### PROVIDED INFORMATION:
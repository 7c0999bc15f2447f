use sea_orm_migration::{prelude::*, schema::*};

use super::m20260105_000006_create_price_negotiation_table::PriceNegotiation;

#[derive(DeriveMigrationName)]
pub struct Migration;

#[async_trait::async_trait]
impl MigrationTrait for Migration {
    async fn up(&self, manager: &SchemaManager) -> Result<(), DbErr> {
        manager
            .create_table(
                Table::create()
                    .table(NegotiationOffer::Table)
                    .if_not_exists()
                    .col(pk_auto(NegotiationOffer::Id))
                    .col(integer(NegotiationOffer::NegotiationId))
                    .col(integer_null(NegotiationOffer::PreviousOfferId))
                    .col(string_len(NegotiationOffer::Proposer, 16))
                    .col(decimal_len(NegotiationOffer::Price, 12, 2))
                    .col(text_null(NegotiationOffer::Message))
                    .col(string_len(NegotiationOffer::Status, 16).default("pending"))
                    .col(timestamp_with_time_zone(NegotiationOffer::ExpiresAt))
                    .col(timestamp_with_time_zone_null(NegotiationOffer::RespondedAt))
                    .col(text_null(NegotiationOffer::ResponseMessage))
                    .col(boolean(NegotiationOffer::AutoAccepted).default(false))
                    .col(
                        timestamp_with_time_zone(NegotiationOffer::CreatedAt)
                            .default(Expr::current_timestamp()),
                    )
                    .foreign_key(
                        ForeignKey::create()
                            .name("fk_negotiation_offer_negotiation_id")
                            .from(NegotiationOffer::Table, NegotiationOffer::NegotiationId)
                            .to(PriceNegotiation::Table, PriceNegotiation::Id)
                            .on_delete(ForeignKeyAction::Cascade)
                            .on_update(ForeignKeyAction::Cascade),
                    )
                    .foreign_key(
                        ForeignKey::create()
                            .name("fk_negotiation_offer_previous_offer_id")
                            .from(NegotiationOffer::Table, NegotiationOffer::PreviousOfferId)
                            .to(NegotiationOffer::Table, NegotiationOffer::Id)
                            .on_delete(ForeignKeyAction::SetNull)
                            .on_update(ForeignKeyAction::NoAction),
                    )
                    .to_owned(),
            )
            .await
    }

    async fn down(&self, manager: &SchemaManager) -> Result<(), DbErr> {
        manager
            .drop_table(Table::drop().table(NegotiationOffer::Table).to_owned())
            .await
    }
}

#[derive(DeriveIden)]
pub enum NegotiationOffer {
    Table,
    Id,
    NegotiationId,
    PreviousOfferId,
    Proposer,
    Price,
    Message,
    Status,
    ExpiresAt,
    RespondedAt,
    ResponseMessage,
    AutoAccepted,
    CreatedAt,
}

### TASK:
Search the material above for "Status". Copy each line that has it.

### SOLVED PROBLEM:
                    .col(string_len(NegotiationOffer::Status, 16).default("pending"))
    Status,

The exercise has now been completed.